We had a great experience, but I don’t think I really understood how lucky we were to find that school until we sent Harlow there a few years later.

Harlow has separation anxiety and I was much more nervous about dropping her off on the first day. But I think the transition period they have in place helped her a great deal. Also, the hand washing ritual worked for her because it was a familiar way to ease into the start of the school day. The other thing I loved was that every kid had to sign-in while sitting with the teacher, while a second teacher attended to the rest of the class. This one-on-one attention as soon as Harlow entered, really helped her say goodbye to me at the door.

And even on days when Harlow was more uneasy, I always felt confident knowing she was in safe, caring hands.

I asked Kindercare to share their Top 5 things to look for when evaluating a new childcare and early education facility or preschool for your kids…

1) Watch how the daycare providers are interacting and playing with the children.

Are they warm and nurturing? Down on the ground playing? Responsive to the baby/toddler’s needs? Talking in an engaging fashion? Make sure your daycare is giving your children the same kind of loving attention he/she is receiving at home. 

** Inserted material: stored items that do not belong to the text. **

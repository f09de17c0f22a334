//! Persistence boundaries used by the pipeline.
//!
//! The engine never talks to a database directly; readers and writers go
//! through [`Repository`] and processors fetch plan data through
//! [`PlanStore`]. [`memory`] provides in-process implementations.

pub mod memory;

use async_trait::async_trait;

use crate::error::EngineResult;
use crate::models::TenantPlan;

pub use memory::{InMemoryPlanStore, InMemoryRepository};

/// A keyed, tenant-scoped record.
pub trait Record: Clone + Send + Sync + 'static {
    /// Key unique within a tenant.
    fn key(&self) -> String;

    /// Owning tenant.
    fn tenant_id(&self) -> &str;
}

/// Storage for one record type.
#[async_trait]
pub trait Repository<R: Record>: Send + Sync {
    /// Returns up to `limit` records of `tenant_id` in key order, starting at `offset`.
    async fn page(&self, tenant_id: &str, offset: usize, limit: usize) -> EngineResult<Vec<R>>;

    /// Returns the persisted records among `keys`.
    async fn find_by_keys(&self, tenant_id: &str, keys: &[String]) -> EngineResult<Vec<R>>;

    /// Persists every record, replacing records with the same key.
    ///
    /// Either all records are stored or none are.
    async fn save_all(&self, records: &[R]) -> EngineResult<()>;

    /// Deletes every record of a tenant, returning how many were removed.
    async fn delete_by_tenant(&self, tenant_id: &str) -> EngineResult<usize>;
}

/// Source of tenant plan configuration.
#[async_trait]
pub trait PlanStore: Send + Sync {
    /// Returns the active plan of `tenant_id`.
    ///
    /// Fails with [`crate::error::EngineError::DataNotFound`] when the tenant
    /// has no plan.
    async fn plan_for_tenant(&self, tenant_id: &str) -> EngineResult<TenantPlan>;
}
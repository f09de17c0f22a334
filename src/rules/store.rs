//! Rule definition stores.

use std::path::{Path, PathBuf};
use std::sync::Arc;

use async_trait::async_trait;
use chrono::{DateTime, Utc};
use parking_lot::RwLock;
use tracing::debug;

use crate::error::{EngineError, EngineResult};

use super::definition::RuleDefinition;

/// Source of persisted rule definitions.
#[async_trait]
pub trait RuleStore: Send + Sync {
    /// Returns every definition.
    async fn list_all_rule_definitions(&self) -> EngineResult<Vec<RuleDefinition>>;
}

/// A [`RuleStore`] held in memory.
///
/// Clones share state, so an administrator handle can edit definitions that
/// a [`crate::rules::RuleEngine`] reloads from.
#[derive(Debug, Clone, Default)]
pub struct InMemoryRuleStore {
    definitions: Arc<RwLock<Vec<RuleDefinition>>>,
}

impl InMemoryRuleStore {
    /// Creates a store holding `definitions`.
    pub fn new(definitions: Vec<RuleDefinition>) -> Self {
        Self {
            definitions: Arc::new(RwLock::new(definitions)),
        }
    }

    /// Adds a definition or replaces the one with the same name.
    pub fn upsert(&self, definition: RuleDefinition) {
        let mut definitions = self.definitions.write();
        match definitions.iter_mut().find(|d| d.name == definition.name) {
            Some(existing) => *existing = definition,
            None => definitions.push(definition),
        }
    }

    /// Replaces every definition.
    pub fn replace_all(&self, definitions: Vec<RuleDefinition>) {
        *self.definitions.write() = definitions;
    }
}

#[async_trait]
impl RuleStore for InMemoryRuleStore {
    async fn list_all_rule_definitions(&self) -> EngineResult<Vec<RuleDefinition>> {
        Ok(self.definitions.read().clone())
    }
}

/// A [`RuleStore`] reading `*.yaml` files from a directory.
///
/// Each file is one definition named after its file stem, stamped with the
/// file's modification time. Files are returned in name order.
#[derive(Debug, Clone)]
pub struct FileRuleStore {
    dir: PathBuf,
}

impl FileRuleStore {
    /// Creates a store over `dir`.
    pub fn new<P: AsRef<Path>>(dir: P) -> Self {
        Self {
            dir: dir.as_ref().to_path_buf(),
        }
    }

    /// The directory read.
    pub fn dir(&self) -> &Path {
        &self.dir
    }
}

#[async_trait]
impl RuleStore for FileRuleStore {
    async fn list_all_rule_definitions(&self) -> EngineResult<Vec<RuleDefinition>> {
        let dir_str = self.dir.display().to_string();
        let not_found = || EngineError::ConfigNotFound {
            path: dir_str.clone(),
        };

        let mut entries = tokio::fs::read_dir(&self.dir)
            .await
            .map_err(|_| not_found())?;

        let mut definitions = Vec::new();
        while let Some(entry) = entries.next_entry().await.map_err(|_| not_found())? {
            let path = entry.path();
            if !path.extension().is_some_and(|ext| ext == "yaml" || ext == "yml") {
                continue;
            }
            let Some(name) = path.file_stem().and_then(|stem| stem.to_str()) else {
                continue;
            };

            let path_str = path.display().to_string();
            let rule_text = tokio::fs::read_to_string(&path)
                .await
                .map_err(|e| EngineError::ConfigParseError {
                    path: path_str.clone(),
                    message: e.to_string(),
                })?;
            let last_updated = entry
                .metadata()
                .await
                .and_then(|meta| meta.modified())
                .map(DateTime::<Utc>::from)
                .unwrap_or_else(|_| Utc::now());

            debug!(rule_base = name, path = %path_str, "Read rule definition");
            definitions.push(RuleDefinition {
                name: name.to_string(),
                rule_text,
                last_updated,
            });
        }

        definitions.sort_by(|a, b| a.name.cmp(&b.name));
        Ok(definitions)
    }
}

2) Consistency with children is key.

You want the person your baby is with on day one to be there for awhile. Find out how long the current caregivers have been working there and how much turnover the center usually experiences. 

3) Make sure the daycare provider is interested in communication.

They should ask questions about your little one when you arrive and give you information about how the day went when you come to pick your child up. They should be responsive over email and answer daytime phone calls. Their responsiveness during the application process is a good indication of their communication skills in general. 

4) Check out the facility.

In addition to making sure the space is clean, baby proofed and stocked with age appropriate toys and books, make sure there is significant space for babies to crawl around and do floor exercises.

5) Trust your instincts.

The most important thing is that you feel confident leaving your baby in someone else’s hands. Your confidence will help your baby/toddler feel confident while you are away. 

Harlow is now in kindergarten and still struggles with drop-off, I think partially because she is still getting used to the larger class size. But I know she is cared for and enthusiastic while she is in school. We get emails from the teacher, updates on their daily blog and can tell how much Harlow loves her teachers by what she tells us outside the classroom.

She comes home happy, and that is what is most important.